Friday, April 08, 2011

Why iPads may not be good for "creatives"

I subscribe to iPad versions of The Times and The Economist. I find the iPad a convenient way of reading anything that's up to a thousand words long and doesn't rely on pictures, the kind of thing where you roughly know what you're going to get. The big feature, the journey of discovery, I'm not going to tackle on a screen.

I stick to the Times's Opinion section, the sport and a few other bits and pieces. In The Economist it's Bagehot and the British section of the magazine. Because I broadly know what I'm looking for and I'm more likely to find it via the navigation at the front than by idle flicking through (so much for the delight of page turning) there's less likelihood of my attention being caught by a good picture or a showy pull-quote. In fact the ideal layout for an iPad page could be this one on the left from today's Economist. Self-contained, looks long enough to read in kettle-boiling time and doesn't require the traditional picture of Eton boys and urchins.

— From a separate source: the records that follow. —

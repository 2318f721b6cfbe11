//! Material and equipment catalog.
//!
//! [`CatalogData`] is the loadable form (flat lists, as stored on disk).
//! [`CatalogIndex`] indexes it once, by material id and by equipment
//! `(category, tier)`, and is what calculators query through [`CatalogOracle`].

use std::collections::{BTreeMap, HashMap};

use super::OracleError;
use crate::state::{EquipmentCategory, MaterialId};

/// Descriptive record of a material plus the quantity the user owns.
#[derive(Clone, Debug, PartialEq, Eq)]
#[cfg_attr(feature = "serde", derive(serde::Serialize, serde::Deserialize))]
pub struct MaterialRecord {
    pub id: MaterialId,
    pub name: String,
    #[cfg_attr(feature = "serde", serde(default))]
    pub icon: String,
    #[cfg_attr(feature = "serde", serde(default))]
    pub category: String,
    #[cfg_attr(feature = "serde", serde(default))]
    pub owned_quantity: u64,
}

impl MaterialRecord {
    pub fn new(id: MaterialId, name: impl Into<String>) -> Self {
        Self {
            id,
            name: name.into(),
            icon: String::new(),
            category: String::new(),
            owned_quantity: 0,
        }
    }

    pub fn with_category(mut self, category: impl Into<String>) -> Self {
        self.category = category.into();
        self
    }

    pub fn with_owned(mut self, owned_quantity: u64) -> Self {
        self.owned_quantity = owned_quantity;
        self
    }

    /// Stand-in for an id the catalog does not know, so totals stay correct.
    pub fn placeholder(id: MaterialId) -> Self {
        Self {
            id,
            name: format!("Unknown ({})", id.0),
            icon: id.0.to_string(),
            category: String::new(),
            owned_quantity: 0,
        }
    }
}

/// One recipe line: a raw recipe id and how many are consumed.
///
/// The material id is derived with [`MaterialId::from_recipe_raw`].
#[derive(Clone, Copy, Debug, PartialEq, Eq)]
#[cfg_attr(feature = "serde", derive(serde::Serialize, serde::Deserialize))]
pub struct RecipeComponent {
    pub raw_id: u64,
    pub quantity: u64,
}

impl RecipeComponent {
    pub const fn new(raw_id: u64, quantity: u64) -> Self {
        Self { raw_id, quantity }
    }
}

/// An equipment piece of a given category and tier, with the recipe that
/// crafts it from the previous tier.
#[derive(Clone, Debug, PartialEq, Eq)]
#[cfg_attr(feature = "serde", derive(serde::Serialize, serde::Deserialize))]
pub struct EquipmentRecord {
    pub id: u32,
    #[cfg_attr(feature = "serde", serde(default))]
    pub name: String,
    pub category: EquipmentCategory,
    pub tier: u32,
    #[cfg_attr(feature = "serde", serde(default))]
    pub recipe: Vec<RecipeComponent>,
}

/// Read access to the material and equipment catalog.
pub trait CatalogOracle: Send + Sync {
    fn material(&self, id: MaterialId) -> Option<&MaterialRecord>;

    /// Recipe of the equipment piece at `(category, tier)`.
    fn equipment_recipe(&self, category: EquipmentCategory, tier: u32) -> Option<&[RecipeComponent]>;

    /// Every material id known to the catalog, ascending.
    fn material_ids(&self) -> Vec<MaterialId>;

    /// Quantity owned, `0` for unknown materials.
    fn owned_quantity(&self, id: MaterialId) -> u64 {
        self.material(id).map_or(0, |record| record.owned_quantity)
    }

    /// Like [`CatalogOracle::material`], but reports a miss as an error.
    fn try_material(&self, id: MaterialId) -> Result<&MaterialRecord, OracleError> {
        self.material(id).ok_or(OracleError::MaterialNotFound(id))
    }

    /// Returns the catalog record, or a placeholder when the id is unknown.
    fn resolve(&self, id: MaterialId) -> MaterialRecord {
        match self.try_material(id) {
            Ok(record) => record.clone(),
            Err(error) => {
                tracing::debug!(%error, "using placeholder record");
                MaterialRecord::placeholder(id)
            }
        }
    }
}

/// Catalog as loaded from disk.
#[derive(Clone, Debug, Default, PartialEq, Eq)]
#[cfg_attr(feature = "serde", derive(serde::Serialize, serde::Deserialize))]
#[cfg_attr(feature = "serde", serde(default))]
pub struct CatalogData {
    pub materials: Vec<MaterialRecord>,
    pub equipment: Vec<EquipmentRecord>,
}

/// Indexed catalog built once from [`CatalogData`].
///
/// Later duplicates of a material id or of an equipment `(category, tier)`
/// replace earlier ones.
#[derive(Clone, Debug, Default)]
pub struct CatalogIndex {
    materials: BTreeMap<MaterialId, MaterialRecord>,
    recipes: HashMap<(EquipmentCategory, u32), Vec<RecipeComponent>>,
}

impl CatalogIndex {
    pub fn new() -> Self {
        Self::default()
    }

    pub fn from_data(data: CatalogData) -> Self {
        let mut index = Self::new();
        for material in data.materials {
            index.insert_material(material);
        }
        for equipment in data.equipment {
            index.insert_equipment(equipment);
        }
        index
    }

    pub fn insert_material(&mut self, material: MaterialRecord) {
        self.materials.insert(material.id, material);
    }

    pub fn insert_equipment(&mut self, equipment: EquipmentRecord) {
        self.recipes
            .insert((equipment.category, equipment.tier), equipment.recipe);
    }

    /// Updates the owned quantity of a known material.
    ///
    /// # Errors
    ///
    /// Returns [`OracleError::MaterialNotFound`] for ids outside the catalog.
    pub fn set_owned_quantity(&mut self, id: MaterialId, quantity: u64) -> Result<(), OracleError> {
        let record = self
            .materials
            .get_mut(&id)
            .ok_or(OracleError::MaterialNotFound(id))?;
        record.owned_quantity = quantity;
        Ok(())
    }

    pub fn len(&self) -> usize {
        self.materials.len()
    }

    pub fn is_empty(&self) -> bool {
        self.materials.is_empty()
    }
}

impl From<CatalogData> for CatalogIndex {
    fn from(data: CatalogData) -> Self {
        Self::from_data(data)
    }
}

impl CatalogOracle for CatalogIndex {
    fn material(&self, id: MaterialId) -> Option<&MaterialRecord> {
        self.materials.get(&id)
    }

    fn equipment_recipe(&self, category: EquipmentCategory, tier: u32) -> Option<&[RecipeComponent]> {
        self.recipes.get(&(category, tier)).map(Vec::as_slice)
    }

    fn material_ids(&self) -> Vec<MaterialId> {
        self.materials.keys().copied().collect()
    }
}
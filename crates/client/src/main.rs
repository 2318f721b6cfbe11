//! Roster requirement planner binary.
//!
//! Loads configuration from the environment, sets up logging, loads the data
//! directory, runs one aggregation pass through the planner runtime and prints
//! the shortage report.
//!
//! # Examples
//!
//! ```bash
//! PLANNER_DATA_DIR=crates/planner/content/data cargo run -p planner-client
//! PLANNER_REPORT_FORMAT=json cargo run -p planner-client
//! ```
mod config;
mod logging;
mod report;

use std::sync::Arc;

use anyhow::Result;
use planner_content::ContentFactory;
use planner_runtime::{OracleManager, PlannerRuntime};

use crate::config::ClientConfig;

#[tokio::main]
async fn main() -> Result<()> {
    // Load .env file if it exists (silently ignore if not found)
    let _ = dotenvy::dotenv();

    let config = ClientConfig::from_env();
    logging::setup_logging(&config.logging)?;

    tracing::info!("Loading planner data from {}", config.data_dir.display());
    let factory = ContentFactory::new(&config.data_dir);
    let planner_config = factory.load_config()?;
    let tables = factory.load_tables()?;
    let catalog = factory.load_catalog()?;
    let roster = factory.load_roster()?;
    tracing::info!(
        materials = catalog.len(),
        entities = roster.len(),
        "Planner data loaded"
    );

    let oracles = OracleManager::new(Arc::new(catalog), Arc::new(tables), planner_config);
    let runtime = PlannerRuntime::builder()
        .config(config.runtime.clone())
        .oracles(oracles)
        .roster(roster.clone())
        .build()
        .await?;

    let snapshot = runtime.handle().report().await?;
    println!(
        "{}",
        report::render(&snapshot.report, &roster, config.report_format)?
    );

    runtime.shutdown().await?;
    tracing::info!("Planner shutdown complete");
    Ok(())
}
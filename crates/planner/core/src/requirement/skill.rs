use super::{RequirementEntry, RequirementKind};
use crate::env::{CatalogOracle, CostTable, Env, TablesOracle};
use crate::state::{Axis, EntityProfile, MaterialId, ProgressionRange, SkillType};

fn credits_table(skill: SkillType) -> CostTable {
    if skill.is_ex() {
        CostTable::ExskillCredits
    } else {
        CostTable::SkillCredits
    }
}

/// Skill axis for one skill type.
///
/// For every level `L` in `current..target` the entries are, in order: the
/// milestone pair (non-Ex skills at the milestone level only), one
/// `skill-material` entry per non-zero `(id, amount)` pair of row `L - 1`,
/// then that level's `skill-credits`. A level whose material row is missing
/// contributes only the milestone pair.
pub fn skill_requirements<C, T>(
    env: &Env<'_, C, T>,
    profile: &EntityProfile,
    skill: SkillType,
    range: ProgressionRange,
) -> Vec<RequirementEntry>
where
    C: CatalogOracle + ?Sized,
    T: TablesOracle + ?Sized,
{
    let mut entries = Vec::new();
    if !range.is_pending() {
        return entries;
    }
    let tables = match env.tables() {
        Ok(tables) => tables,
        Err(error) => {
            tracing::debug!(%error, %skill, "skipping skill requirements");
            return entries;
        }
    };

    let materials = profile.materials_for(skill);
    if materials.ids.is_empty() || materials.amounts.is_empty() {
        tracing::debug!(entity = %profile.id, %skill, "no skill material table");
        return entries;
    }

    let config = env.config();
    let axis = Axis::Skill(skill);
    for level in range.steps() {
        if level == config.skill_milestone_level && !skill.is_ex() {
            entries.push(RequirementEntry::new(
                config.skill_special_material_id,
                1,
                RequirementKind::SkillSpecial,
                axis,
            ));
            entries.push(RequirementEntry::new(
                config.currency_id,
                config.skill_milestone_credits,
                RequirementKind::SkillCredits,
                axis,
            ));
        }

        let Some((ids, amounts)) = materials.level(level) else {
            continue;
        };
        entries.extend(
            ids.iter()
                .zip(amounts)
                .filter(|&(&id, &amount)| id != MaterialId::UNKNOWN && amount > 0)
                .map(|(&id, &amount)| {
                    RequirementEntry::new(id, amount, RequirementKind::SkillMaterial, axis)
                }),
        );

        let credits = level
            .checked_sub(1)
            .and_then(|index| tables.lookup(credits_table(skill), index as usize))
            .and_then(|credits| u64::try_from(credits).ok())
            .filter(|credits| *credits > 0);
        if let Some(credits) = credits {
            entries.push(RequirementEntry::new(
                config.currency_id,
                credits,
                RequirementKind::SkillCredits,
                axis,
            ));
        }
    }
    entries
}
//! Runtime wrappers around the static planner oracles.
//!
//! [`OracleManager`] bundles the indexed catalog and the cost tables so the
//! runtime can build [`planner_core::PlannerEnv`] snapshots on demand. Cost
//! tables never change after startup; owned quantities in the catalog are the
//! only mutable part and are updated copy-on-write.
use std::sync::Arc;

use planner_core::{CatalogIndex, CostTables, Env, MaterialId, OracleError, PlannerConfig, PlannerEnv};

/// Manages all oracle implementations and provides unified access
#[derive(Clone, Debug)]
pub struct OracleManager {
    pub(crate) catalog: Arc<CatalogIndex>,
    pub(crate) tables: Arc<CostTables>,
    pub(crate) config: PlannerConfig,
}

impl OracleManager {
    pub fn new(catalog: Arc<CatalogIndex>, tables: Arc<CostTables>, config: PlannerConfig) -> Self {
        Self {
            catalog,
            tables,
            config,
        }
    }

    /// Converts the oracle manager into a [`PlannerEnv`] for planner-core.
    pub fn as_planner_env(&self) -> PlannerEnv<'_> {
        Env::with_all(self.catalog.as_ref(), self.tables.as_ref(), self.config).into_planner_env()
    }

    pub fn catalog(&self) -> &CatalogIndex {
        &self.catalog
    }

    pub fn tables(&self) -> &CostTables {
        &self.tables
    }

    pub fn config(&self) -> &PlannerConfig {
        &self.config
    }

    /// Updates the owned quantity of a catalog material.
    ///
    /// Clones the catalog first when another manager still shares it.
    pub fn set_owned_quantity(
        &mut self,
        material: MaterialId,
        quantity: u64,
    ) -> Result<(), OracleError> {
        Arc::make_mut(&mut self.catalog).set_owned_quantity(material, quantity)
    }
}

#[cfg(test)]
mod tests {
    use super::*;
    use planner_core::{CatalogOracle, MaterialRecord};

    fn manager() -> OracleManager {
        let mut catalog = CatalogIndex::new();
        catalog.insert_material(MaterialRecord::new(MaterialId(10), "Note").with_owned(3));
        OracleManager::new(
            Arc::new(catalog),
            Arc::new(CostTables::new()),
            PlannerConfig::default(),
        )
    }

    #[test]
    fn owned_quantity_updates_do_not_leak_into_clones() {
        let original = manager();
        let mut edited = original.clone();

        edited.set_owned_quantity(MaterialId(10), 40).unwrap();

        assert_eq!(edited.as_planner_env().owned_quantity(MaterialId(10)), 40);
        assert_eq!(original.catalog().owned_quantity(MaterialId(10)), 3);
    }

    #[test]
    fn unknown_material_is_rejected() {
        let mut manager = manager();
        assert_eq!(
            manager.set_owned_quantity(MaterialId(11), 1),
            Err(OracleError::MaterialNotFound(MaterialId(11)))
        );
    }
}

When you're reading a publication on the iPad you're not bothered about bulk and it was the drive for bulk, which in turn was driven by specialist advertising opportunities, that eventually made me stop buying papers, particularly weekend ones. It resulted in papers that were groaning with fluff, where to find the bit you wanted to read you had to plough through tons of stuff which you didn't want to read and further tons of stuff to sort out for the binman on Monday night. I wonder whether the rise of the screen read will also result in an end to supplements, sections and some of the fluffier end of design. It won't bother me as a reader if it does.